[What this task involves]
For each record here, output an exact copy.
Data supplied Start Marker
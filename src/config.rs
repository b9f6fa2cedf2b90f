/*!
Command-line (and environment) configuration.
*/
use std::{
    net::{IpAddr, Ipv4Addr, SocketAddr},
    path::{Path, PathBuf},
    sync::Arc,
};

use clap::Parser;

use crate::{error::Error, hub::Limits};

#[derive(Debug, Parser)]
#[command(name = "tcpchat", version, about = "Line-based TCP chat relay")]
pub struct Config {
    /// Port to listen on.
    #[arg(env = "TCPCHAT_PORT", default_value_t = 8989)]
    pub port: u16,

    /// Address to listen on.
    #[arg(long, env = "TCPCHAT_HOST", default_value_t = IpAddr::V4(Ipv4Addr::UNSPECIFIED))]
    pub host: IpAddr,

    /// File whose contents greet every new connection.
    #[arg(long, env = "TCPCHAT_BANNER", default_value = "logo.txt")]
    pub banner: PathBuf,

    /// Most clients connected at once.
    #[arg(
        long, env = "TCPCHAT_MAX_CLIENTS", default_value_t = 10,
        value_parser = clap::value_parser!(u32).range(1..)
    )]
    pub max_clients: u32,

    /// Most undelivered lines a client may have before it is dropped.
    #[arg(
        long, env = "TCPCHAT_MAILBOX_CAPACITY", default_value_t = 10,
        value_parser = clap::value_parser!(u32).range(1..)
    )]
    pub mailbox_capacity: u32,

    /// Keep only this many lines of history for newcomers (default: all).
    #[arg(long, env = "TCPCHAT_HISTORY_LIMIT")]
    pub history_limit: Option<usize>,
}

impl Config {
    pub fn addr(&self) -> SocketAddr {
        SocketAddr::new(self.host, self.port)
    }

    pub fn limits(&self) -> Limits {
        Limits {
            max_clients: self.max_clients as usize,
            mailbox_capacity: self.mailbox_capacity as usize,
            history_limit: self.history_limit,
        }
    }
}

/// Read the banner shown to every new connection.
pub fn load_banner(path: &Path) -> Result<Arc<str>, Error> {
    std::fs::read_to_string(path)
        .map(Arc::from)
        .map_err(|source| Error::Banner { path: path.to_owned(), source })
}
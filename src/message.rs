/*!
The text that travels over the wire, and the type that carries it from
session readers to the hub.
*/
use std::sync::Arc;

use chrono::{DateTime, TimeZone};

use crate::registry::SessionId;

pub static NAME_TAKEN_TEXT: &str = "Name already in use, please choose another.\n";
pub static SERVER_FULL_TEXT: &str = "Server is full. Please try again later.\n";

const TIMESTAMP_FORMAT: &str = "%Y-%m-%d %H:%M:%S";

/// A fully formatted, newline-terminated line of output.
///
/// Shared rather than cloned, since every line is handed to every session.
pub type Line = Arc<str>;

/// One line headed for the hub's fan-out loop.
#[derive(Clone, Debug)]
pub struct Broadcast {
    /// Session that said it, if any. Notices have no origin and reach
    /// everyone; chat lines are not echoed back to their origin.
    pub origin: Option<SessionId>,
    pub text: Line,
}

impl Broadcast {
    pub fn notice(text: String) -> Broadcast {
        Broadcast { origin: None, text: text.into() }
    }

    pub fn chat(origin: SessionId, text: String) -> Broadcast {
        Broadcast { origin: Some(origin), text: text.into() }
    }

    /// Whether this line should be delivered to the given session.
    pub fn is_for(&self, id: SessionId) -> bool {
        self.origin != Some(id)
    }
}

pub fn joined(name: &str) -> String {
    format!("{} has joined our chat...\n", name)
}

pub fn left(name: &str) -> String {
    format!("{} has left our chat...\n", name)
}

/// `[YYYY-MM-DD HH:MM:SS][name]: text`
pub fn chat_line<Tz>(when: &DateTime<Tz>, name: &str, text: &str) -> String
where
    Tz: TimeZone,
    Tz::Offset: std::fmt::Display,
{
    format!("[{}][{}]: {}\n", when.format(TIMESTAMP_FORMAT), name, text)
}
Data supplied End Marker
[Written answer]
filename src/config.rs
repository b9f6fa2cedf2b90f
/*!
Command-line (and environment) configuration.
*/
use std::{
    net::{IpAddr, Ipv4Addr, SocketAddr},
    path::{Path, PathBuf},
    sync::Arc,
};

use clap::Parser;

use crate::{error::Error, hub::Limits};

#[derive(Debug, Parser)]
#[command(name = "tcpchat", version, about = "Line-based TCP chat relay")]
pub struct Config {
    /// Port to listen on.
    #[arg(env = "TCPCHAT_PORT", default_value_t = 8989)]
    pub port: u16,

    /// Address to listen on.
    #[arg(long, env = "TCPCHAT_HOST", default_value_t = IpAddr::V4(Ipv4Addr::UNSPECIFIED))]
    pub host: IpAddr,

    /// File whose contents greet every new connection.
    #[arg(long, env = "TCPCHAT_BANNER", default_value = "logo.txt")]
    pub banner: PathBuf,

    /// Most clients connected at once.
    #[arg(
        long, env = "TCPCHAT_MAX_CLIENTS", default_value_t = 10,
        value_parser = clap::value_parser!(u32).range(1..)
    )]
    pub max_clients: u32,

    /// Most undelivered lines a client may have before it is dropped.
    #[arg(
        long, env = "TCPCHAT_MAILBOX_CAPACITY", default_value_t = 10,
        value_parser = clap::value_parser!(u32).range(1..)
    )]
    pub mailbox_capacity: u32,

    /// Keep only this many lines of history for newcomers (default: all).
    #[arg(long, env = "TCPCHAT_HISTORY_LIMIT")]
    pub history_limit: Option<usize>,
}

impl Config {
    pub fn addr(&self) -> SocketAddr {
        SocketAddr::new(self.host, self.port)
    }

    pub fn limits(&self) -> Limits {
        Limits {
            max_clients: self.max_clients as usize,
            mailbox_capacity: self.mailbox_capacity as usize,
            history_limit: self.history_limit,
        }
    }
}

/// Read the banner shown to every new connection.
pub fn load_banner(path: &Path) -> Result<Arc<str>, Error> {
    std::fs::read_to_string(path)
        .map(Arc::from)
        .map_err(|source| Error::Banner { path: path.to_owned(), source })
}
filename src/message.rs
/*!
The text that travels over the wire, and the type that carries it from
session readers to the hub.
*/
use std::sync::Arc;

use chrono::{DateTime, TimeZone};

use crate::registry::SessionId;

pub static NAME_TAKEN_TEXT: &str = "Name already in use, please choose another.\n";
pub static SERVER_FULL_TEXT: &str = "Server is full. Please try again later.\n";

const TIMESTAMP_FORMAT: &str = "%Y-%m-%d %H:%M:%S";

/// A fully formatted, newline-terminated line of output.
///
/// Shared rather than cloned, since every line is handed to every session.
pub type Line = Arc<str>;

/// One line headed for the hub's fan-out loop.
#[derive(Clone, Debug)]
pub struct Broadcast {
    /// Session that said it, if any. Notices have no origin and reach
    /// everyone; chat lines are not echoed back to their origin.
    pub origin: Option<SessionId>,
    pub text: Line,
}

impl Broadcast {
    pub fn notice(text: String) -> Broadcast {
        Broadcast { origin: None, text: text.into() }
    }

    pub fn chat(origin: SessionId, text: String) -> Broadcast {
        Broadcast { origin: Some(origin), text: text.into() }
    }

    /// Whether this line should be delivered to the given session.
    pub fn is_for(&self, id: SessionId) -> bool {
        self.origin != Some(id)
    }
}

pub fn joined(name: &str) -> String {
    format!("{} has joined our chat...\n", name)
}

pub fn left(name: &str) -> String {
    format!("{} has left our chat...\n", name)
}

/// `[YYYY-MM-DD HH:MM:SS][name]: text`
pub fn chat_line<Tz>(when: &DateTime<Tz>, name: &str, text: &str) -> String
where
    Tz: TimeZone,
    Tz::Offset: std::fmt::Display,
{
    format!("[{}][{}]: {}\n", when.format(TIMESTAMP_FORMAT), name, text)
}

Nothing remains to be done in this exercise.